NVIDIA Triton Inference Server Path Traversal Enables Remote Code Execution
Overview
A path traversal vulnerability in the NVIDIA Triton Inference Server allows a remote, unauthenticated attacker to achieve arbitrary code execution. The flaw exists in the server's model loading mechanism, which fails to properly sanitize the file path provided in a model repository index. An attacker can craft a malicious model configuration file with directory traversal sequences (e.g., `../../..`) in the library path. When the server is instructed to load this model from an attacker-controlled repository, it will load a shared library from an arbitrary location on the server's filesystem. By combining this with the ability to upload files (or leveraging an existing file), an attacker can trick the Triton server into loading a malicious shared object file (`.so`), which will then be executed with the permissions of the Triton server process. This provides a direct path to RCE on the underlying GPU-enabled infrastructure. The impact is critical, as it allows for complete compromise of the machine learning inference server, potential exfiltration of sensitive models and data, and a pivot point for further attacks into the MLOps environment.
Affected Systems
Testing Guide
1. Set up a model repository accessible by the Triton server. 2. Create a model configuration file (`config.pbtxt`) containing a path traversal payload in the `platform` or library path field, pointing to a known shared library on the server (e.g., `/usr/lib/x86_64-linux-gnu/libc.so.6`). 3. Send an API request to the server to load the malicious model from the repository. 4. Monitor the server logs for errors or unexpected behavior related to loading a non-model library. A successful test would involve loading a custom-crafted malicious `.so` file that performs an action like writing a file to `/tmp`.
Mitigation Steps
1. **Upgrade Triton Server:** Update to version 23.05 or later, where the path sanitization has been fixed. 2. **Restrict Model Repository Access:** Ensure that only trusted administrators can add or modify models in the repositories that Triton loads from.
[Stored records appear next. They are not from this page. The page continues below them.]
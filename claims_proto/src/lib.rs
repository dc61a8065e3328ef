//! Wire packets exchanged between the claims server and its clients.
//!
//! Every frame carries exactly one bincode-encoded [`ClientboundPacket`] or
//! [`ServerboundPacket`]. JSON encoders exist for debugging tools.

use serde::{Deserialize, Serialize};
use uuid::Uuid;

/// Upper bound on a single decoded frame.
pub const MAX_FRAME_BYTES: usize = 8 * 1024 * 1024;

#[derive(Debug, thiserror::Error)]
pub enum ProtoError {
    #[error("packet codec failure: {0}")]
    Codec(#[from] bincode::Error),
    #[error("json codec failure: {0}")]
    Json(#[from] serde_json::Error),
    #[error("frame of {size} bytes exceeds the {max} byte limit")]
    FrameTooLarge { size: usize, max: usize },
}

/// Requested claim mutation.
#[derive(Debug, Clone, Copy, PartialEq, Eq, Hash, Serialize, Deserialize)]
pub enum ClaimAction {
    Claim,
    Unclaim,
    ForceloadOn,
    ForceloadOff,
}

impl ClaimAction {
    pub fn as_str(self) -> &'static str {
        match self {
            ClaimAction::Claim => "claim",
            ClaimAction::Unclaim => "unclaim",
            ClaimAction::ForceloadOn => "forceload",
            ClaimAction::ForceloadOff => "unforceload",
        }
    }

    pub fn parse(value: &str) -> Option<Self> {
        match value {
            "claim" => Some(ClaimAction::Claim),
            "unclaim" => Some(ClaimAction::Unclaim),
            "forceload" => Some(ClaimAction::ForceloadOn),
            "unforceload" => Some(ClaimAction::ForceloadOff),
            _ => None,
        }
    }
}

/// Defines one palette value; later packets refer to it by `sync_index`.
#[derive(Debug, Clone, PartialEq, Eq, Serialize, Deserialize)]
pub struct ClaimStateData {
    pub sync_index: u32,
    pub owner: Uuid,
    pub sub_config_index: i32,
    pub forceloadable: bool,
}

/// Full snapshot of one 32x32 region.
///
/// `palette[i]` holds the sync index of palette slot `i`; `None` marks the
/// reserved slot 0 and any vacated slot.
#[derive(Debug, Clone, PartialEq, Eq, Serialize, Deserialize)]
pub struct RegionBulkData {
    pub dimension: String,
    pub region_x: i32,
    pub region_z: i32,
    pub palette: Vec<Option<u32>>,
    pub bits: u8,
    pub words: Vec<u64>,
}

#[derive(Debug, Clone, PartialEq, Eq, Serialize, Deserialize)]
pub struct ChunkDeltaData {
    pub dimension: String,
    pub x: i32,
    pub z: i32,
    pub sync_index: Option<u32>,
}

#[derive(Debug, Clone, Copy, PartialEq, Eq, Serialize, Deserialize)]
pub struct ClaimLimitsData {
    pub loading_claim_count: u32,
    pub loading_forceload_count: u32,
    pub claim_limit: i32,
    pub forceload_limit: i32,
    pub max_distance: i32,
    pub always_use_loading_values: bool,
}

/// Outcome of a player-issued claim request. `outcomes` holds the bits of
/// the server's outcome set, lowest bit first in priority order.
#[derive(Debug, Clone, Copy, PartialEq, Eq, Serialize, Deserialize)]
pub struct ClaimActionResultData {
    pub outcomes: u32,
    pub left: i32,
    pub top: i32,
    pub right: i32,
    pub bottom: i32,
}

#[derive(Debug, Clone, PartialEq, Eq, Serialize, Deserialize)]
pub enum ClientboundPacket {
    ClaimState(ClaimStateData),
    RemoveClaimState { sync_index: u32 },
    RegionBulk(RegionBulkData),
    ChunkDelta(ChunkDeltaData),
    ClaimLimits(ClaimLimitsData),
    ClaimActionResult(ClaimActionResultData),
    /// Asks the client to answer with [`ServerboundPacket::LazyPacketConfirmation`].
    ConfirmationRequest,
    /// Marks the end of the initial region sync.
    SyncFinished,
}

impl ClientboundPacket {
    pub fn kind(&self) -> &'static str {
        match self {
            ClientboundPacket::ClaimState(_) => "claim_state",
            ClientboundPacket::RemoveClaimState { .. } => "remove_claim_state",
            ClientboundPacket::RegionBulk(_) => "region_bulk",
            ClientboundPacket::ChunkDelta(_) => "chunk_delta",
            ClientboundPacket::ClaimLimits(_) => "claim_limits",
            ClientboundPacket::ClaimActionResult(_) => "claim_action_result",
            ClientboundPacket::ConfirmationRequest => "confirmation_request",
            ClientboundPacket::SyncFinished => "sync_finished",
        }
    }
}

#[derive(Debug, Clone, PartialEq, Eq, Serialize, Deserialize)]
pub enum ServerboundPacket {
    ClaimAction {
        action: ClaimAction,
        /// `None` targets the dimension the player stands in.
        dimension: Option<String>,
        left: i32,
        top: i32,
        right: i32,
        bottom: i32,
        by_server: bool,
    },
    LazyPacketConfirmation,
}

pub fn encode_clientbound(packet: &ClientboundPacket) -> Result<Vec<u8>, ProtoError> {
    Ok(bincode::serialize(packet)?)
}

pub fn decode_clientbound(data: &[u8]) -> Result<ClientboundPacket, ProtoError> {
    check_frame_size(data)?;
    Ok(bincode::deserialize(data)?)
}

pub fn encode_serverbound(packet: &ServerboundPacket) -> Result<Vec<u8>, ProtoError> {
    Ok(bincode::serialize(packet)?)
}

pub fn decode_serverbound(data: &[u8]) -> Result<ServerboundPacket, ProtoError> {
    check_frame_size(data)?;
    Ok(bincode::deserialize(data)?)
}

pub fn encode_clientbound_json(packet: &ClientboundPacket) -> Result<String, ProtoError> {
    Ok(serde_json::to_string(packet)?)
}

pub fn decode_clientbound_json(data: &str) -> Result<ClientboundPacket, ProtoError> {
    Ok(serde_json::from_str(data)?)
}

fn check_frame_size(data: &[u8]) -> Result<(), ProtoError> {
    if data.len() > MAX_FRAME_BYTES {
        return Err(ProtoError::FrameTooLarge {
            size: data.len(),
            max: MAX_FRAME_BYTES,
        });
    }
    Ok(())
}

#[cfg(test)]
mod tests {
    use super::*;

    #[test]
    fn region_bulk_survives_bincode() {
        let packet = ClientboundPacket::RegionBulk(RegionBulkData {
            dimension: "minecraft:overworld".to_string(),
            region_x: -1,
            region_z: 3,
            palette: vec![None, Some(4), None, Some(9)],
            bits: 2,
            words: vec![0x1b, 0, 7],
        });
        let bytes = encode_clientbound(&packet).expect("encode");
        assert_eq!(decode_clientbound(&bytes).expect("decode"), packet);
    }

    #[test]
    fn serverbound_claim_action_decodes() {
        let packet = ServerboundPacket::ClaimAction {
            action: ClaimAction::ForceloadOn,
            dimension: None,
            left: -2,
            top: -2,
            right: 2,
            bottom: 2,
            by_server: false,
        };
        let bytes = encode_serverbound(&packet).expect("encode");
        assert_eq!(decode_serverbound(&bytes).expect("decode"), packet);
    }

    #[test]
    fn oversized_frames_are_rejected() {
        let data = vec![0u8; MAX_FRAME_BYTES + 1];
        assert!(matches!(
            decode_clientbound(&data),
            Err(ProtoError::FrameTooLarge { .. })
        ));
    }

    #[test]
    fn claim_action_names_parse_back() {
        for action in [
            ClaimAction::Claim,
            ClaimAction::Unclaim,
            ClaimAction::ForceloadOn,
            ClaimAction::ForceloadOff,
        ] {
            assert_eq!(ClaimAction::parse(action.as_str()), Some(action));
        }
        assert_eq!(ClaimAction::parse("grief"), None);
    }

    #[test]
    fn json_encoding_names_the_variant() {
        let packet = ClientboundPacket::ChunkDelta(ChunkDeltaData {
            dimension: "minecraft:the_nether".into(),
            x: 5,
            z: -7,
            sync_index: None,
        });
        let json = encode_clientbound_json(&packet).expect("json");
        assert!(json.contains("ChunkDelta"));
        assert_eq!(decode_clientbound_json(&json).expect("decode"), packet);
    }
}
Do not allow Triton to load models from untrusted or user-writable locations. 3. **Use Minimal Base Images:** Run Triton in a minimal, hardened container image with a reduced set of available libraries to limit the attacker's capabilities post-exploitation. 4. **Implement Filesystem Monitoring:** Use security tools to monitor the Triton server's filesystem for unexpected file writes or the loading of unusual shared libraries.
Patch Details
Patched in NVIDIA Triton Inference Server version 23.05 and all subsequent releases.